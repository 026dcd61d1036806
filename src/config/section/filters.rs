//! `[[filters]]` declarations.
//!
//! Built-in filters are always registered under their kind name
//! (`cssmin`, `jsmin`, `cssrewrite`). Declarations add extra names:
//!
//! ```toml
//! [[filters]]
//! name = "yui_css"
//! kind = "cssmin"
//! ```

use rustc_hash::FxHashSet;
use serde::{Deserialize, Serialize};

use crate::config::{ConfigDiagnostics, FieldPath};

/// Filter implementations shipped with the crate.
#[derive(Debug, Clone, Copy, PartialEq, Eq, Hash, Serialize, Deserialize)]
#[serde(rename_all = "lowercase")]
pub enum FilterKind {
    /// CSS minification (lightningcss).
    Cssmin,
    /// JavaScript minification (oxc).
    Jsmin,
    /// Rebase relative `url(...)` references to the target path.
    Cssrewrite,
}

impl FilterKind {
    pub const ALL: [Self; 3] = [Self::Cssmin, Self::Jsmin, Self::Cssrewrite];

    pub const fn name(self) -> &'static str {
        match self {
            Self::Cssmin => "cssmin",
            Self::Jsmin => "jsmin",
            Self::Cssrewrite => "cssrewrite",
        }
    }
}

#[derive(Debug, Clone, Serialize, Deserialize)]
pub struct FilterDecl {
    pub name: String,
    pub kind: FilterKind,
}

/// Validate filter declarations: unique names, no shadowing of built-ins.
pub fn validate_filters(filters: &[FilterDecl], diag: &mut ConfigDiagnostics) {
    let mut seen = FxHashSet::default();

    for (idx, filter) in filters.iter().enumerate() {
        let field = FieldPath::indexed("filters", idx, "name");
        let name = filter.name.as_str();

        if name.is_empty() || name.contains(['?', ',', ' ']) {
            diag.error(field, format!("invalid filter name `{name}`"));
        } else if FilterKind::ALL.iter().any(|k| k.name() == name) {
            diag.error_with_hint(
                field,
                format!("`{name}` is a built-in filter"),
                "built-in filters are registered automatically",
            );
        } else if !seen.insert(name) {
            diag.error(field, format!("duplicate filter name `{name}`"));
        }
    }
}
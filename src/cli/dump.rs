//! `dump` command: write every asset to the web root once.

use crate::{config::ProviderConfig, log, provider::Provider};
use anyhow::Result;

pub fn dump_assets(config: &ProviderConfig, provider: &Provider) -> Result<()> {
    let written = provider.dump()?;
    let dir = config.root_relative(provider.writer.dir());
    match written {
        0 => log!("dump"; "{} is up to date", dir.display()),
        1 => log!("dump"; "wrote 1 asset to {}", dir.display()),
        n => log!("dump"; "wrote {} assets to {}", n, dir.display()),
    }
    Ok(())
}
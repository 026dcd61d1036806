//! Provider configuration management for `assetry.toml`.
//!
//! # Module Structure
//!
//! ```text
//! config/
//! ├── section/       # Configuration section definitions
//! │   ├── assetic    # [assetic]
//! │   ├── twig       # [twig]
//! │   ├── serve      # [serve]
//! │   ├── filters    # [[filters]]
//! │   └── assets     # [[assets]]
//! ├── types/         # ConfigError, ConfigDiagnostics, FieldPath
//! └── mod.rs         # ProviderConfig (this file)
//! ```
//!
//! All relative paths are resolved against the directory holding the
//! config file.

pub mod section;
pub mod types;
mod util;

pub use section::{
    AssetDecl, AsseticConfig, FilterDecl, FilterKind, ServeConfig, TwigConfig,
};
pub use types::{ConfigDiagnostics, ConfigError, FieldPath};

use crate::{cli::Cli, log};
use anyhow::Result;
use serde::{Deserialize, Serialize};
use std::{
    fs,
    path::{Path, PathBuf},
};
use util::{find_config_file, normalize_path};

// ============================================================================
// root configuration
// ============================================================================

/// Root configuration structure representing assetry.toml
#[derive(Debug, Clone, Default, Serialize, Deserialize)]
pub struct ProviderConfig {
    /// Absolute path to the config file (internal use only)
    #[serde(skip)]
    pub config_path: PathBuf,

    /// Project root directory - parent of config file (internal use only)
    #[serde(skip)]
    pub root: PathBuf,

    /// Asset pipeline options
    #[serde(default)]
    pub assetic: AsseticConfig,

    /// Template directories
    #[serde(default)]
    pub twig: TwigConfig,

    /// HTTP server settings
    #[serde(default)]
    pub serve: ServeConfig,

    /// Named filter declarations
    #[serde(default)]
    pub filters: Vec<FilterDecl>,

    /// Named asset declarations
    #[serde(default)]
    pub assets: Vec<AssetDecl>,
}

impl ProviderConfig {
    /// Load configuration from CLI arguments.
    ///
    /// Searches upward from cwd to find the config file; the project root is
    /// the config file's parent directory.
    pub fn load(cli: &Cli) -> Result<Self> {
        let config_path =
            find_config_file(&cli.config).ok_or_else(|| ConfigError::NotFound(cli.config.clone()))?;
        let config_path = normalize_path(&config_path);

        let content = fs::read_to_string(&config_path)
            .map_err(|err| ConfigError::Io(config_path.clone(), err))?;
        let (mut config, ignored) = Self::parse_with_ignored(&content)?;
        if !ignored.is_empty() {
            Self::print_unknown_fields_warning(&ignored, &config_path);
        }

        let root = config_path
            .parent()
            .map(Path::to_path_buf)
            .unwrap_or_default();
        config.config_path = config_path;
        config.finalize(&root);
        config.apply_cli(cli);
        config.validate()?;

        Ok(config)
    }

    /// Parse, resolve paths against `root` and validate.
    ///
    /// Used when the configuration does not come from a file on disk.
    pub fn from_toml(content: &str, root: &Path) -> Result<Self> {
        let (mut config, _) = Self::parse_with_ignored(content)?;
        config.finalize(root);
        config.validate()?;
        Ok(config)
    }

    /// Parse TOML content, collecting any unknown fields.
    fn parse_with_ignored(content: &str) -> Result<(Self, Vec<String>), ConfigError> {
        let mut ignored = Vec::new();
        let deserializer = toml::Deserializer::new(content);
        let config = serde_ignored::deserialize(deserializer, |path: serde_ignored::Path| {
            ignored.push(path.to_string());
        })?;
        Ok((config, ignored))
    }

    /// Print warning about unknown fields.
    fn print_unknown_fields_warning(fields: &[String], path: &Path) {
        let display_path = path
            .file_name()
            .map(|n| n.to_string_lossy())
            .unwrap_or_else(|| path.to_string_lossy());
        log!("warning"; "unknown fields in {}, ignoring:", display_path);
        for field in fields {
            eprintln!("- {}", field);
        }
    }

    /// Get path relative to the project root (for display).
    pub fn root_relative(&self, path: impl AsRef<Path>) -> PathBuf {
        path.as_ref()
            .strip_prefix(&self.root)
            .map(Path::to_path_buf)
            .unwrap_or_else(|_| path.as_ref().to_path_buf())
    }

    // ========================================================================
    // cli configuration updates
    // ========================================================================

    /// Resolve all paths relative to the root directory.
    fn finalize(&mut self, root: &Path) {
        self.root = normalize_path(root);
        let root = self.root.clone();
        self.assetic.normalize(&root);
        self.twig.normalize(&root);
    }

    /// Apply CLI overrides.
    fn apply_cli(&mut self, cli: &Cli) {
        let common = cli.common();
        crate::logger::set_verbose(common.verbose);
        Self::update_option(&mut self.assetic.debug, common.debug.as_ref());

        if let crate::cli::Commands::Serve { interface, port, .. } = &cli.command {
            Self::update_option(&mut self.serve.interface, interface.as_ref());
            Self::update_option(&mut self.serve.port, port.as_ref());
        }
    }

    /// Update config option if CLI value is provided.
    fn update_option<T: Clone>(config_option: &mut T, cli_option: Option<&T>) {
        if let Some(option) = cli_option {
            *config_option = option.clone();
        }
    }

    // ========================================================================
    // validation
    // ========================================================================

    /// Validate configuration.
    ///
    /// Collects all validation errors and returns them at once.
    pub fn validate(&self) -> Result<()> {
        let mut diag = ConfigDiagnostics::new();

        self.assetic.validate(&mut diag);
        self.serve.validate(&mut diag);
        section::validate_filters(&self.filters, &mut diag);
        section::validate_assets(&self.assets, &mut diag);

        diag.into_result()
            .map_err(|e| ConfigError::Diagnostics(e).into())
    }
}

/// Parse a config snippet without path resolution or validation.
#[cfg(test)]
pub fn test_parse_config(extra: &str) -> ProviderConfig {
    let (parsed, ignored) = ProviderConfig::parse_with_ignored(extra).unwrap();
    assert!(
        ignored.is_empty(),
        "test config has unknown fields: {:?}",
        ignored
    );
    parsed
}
※ ※ ※
TO DO: Begin with the first line of the listing above and write out each line exactly, ending with the line that contains "shadowing of built-ins.".

YOUR RESPONSE:
repository 026dcd61d1036806
filename src/config/section/filters.rs
//! `[[filters]]` declarations.
//!
//! Built-in filters are always registered under their kind name
//! (`cssmin`, `jsmin`, `cssrewrite`). Declarations add extra names:
//!
//! ```toml
//! [[filters]]
//! name = "yui_css"
//! kind = "cssmin"
//! ```

use rustc_hash::FxHashSet;
use serde::{Deserialize, Serialize};

use crate::config::{ConfigDiagnostics, FieldPath};

/// Filter implementations shipped with the crate.
#[derive(Debug, Clone, Copy, PartialEq, Eq, Hash, Serialize, Deserialize)]
#[serde(rename_all = "lowercase")]
pub enum FilterKind {
    /// CSS minification (lightningcss).
    Cssmin,
    /// JavaScript minification (oxc).
    Jsmin,
    /// Rebase relative `url(...)` references to the target path.
    Cssrewrite,
}

impl FilterKind {
    pub const ALL: [Self; 3] = [Self::Cssmin, Self::Jsmin, Self::Cssrewrite];

    pub const fn name(self) -> &'static str {
        match self {
            Self::Cssmin => "cssmin",
            Self::Jsmin => "jsmin",
            Self::Cssrewrite => "cssrewrite",
        }
    }
}

#[derive(Debug, Clone, Serialize, Deserialize)]
pub struct FilterDecl {
    pub name: String,
    pub kind: FilterKind,
}

/// Validate filter declarations: unique names, no shadowing of built-ins.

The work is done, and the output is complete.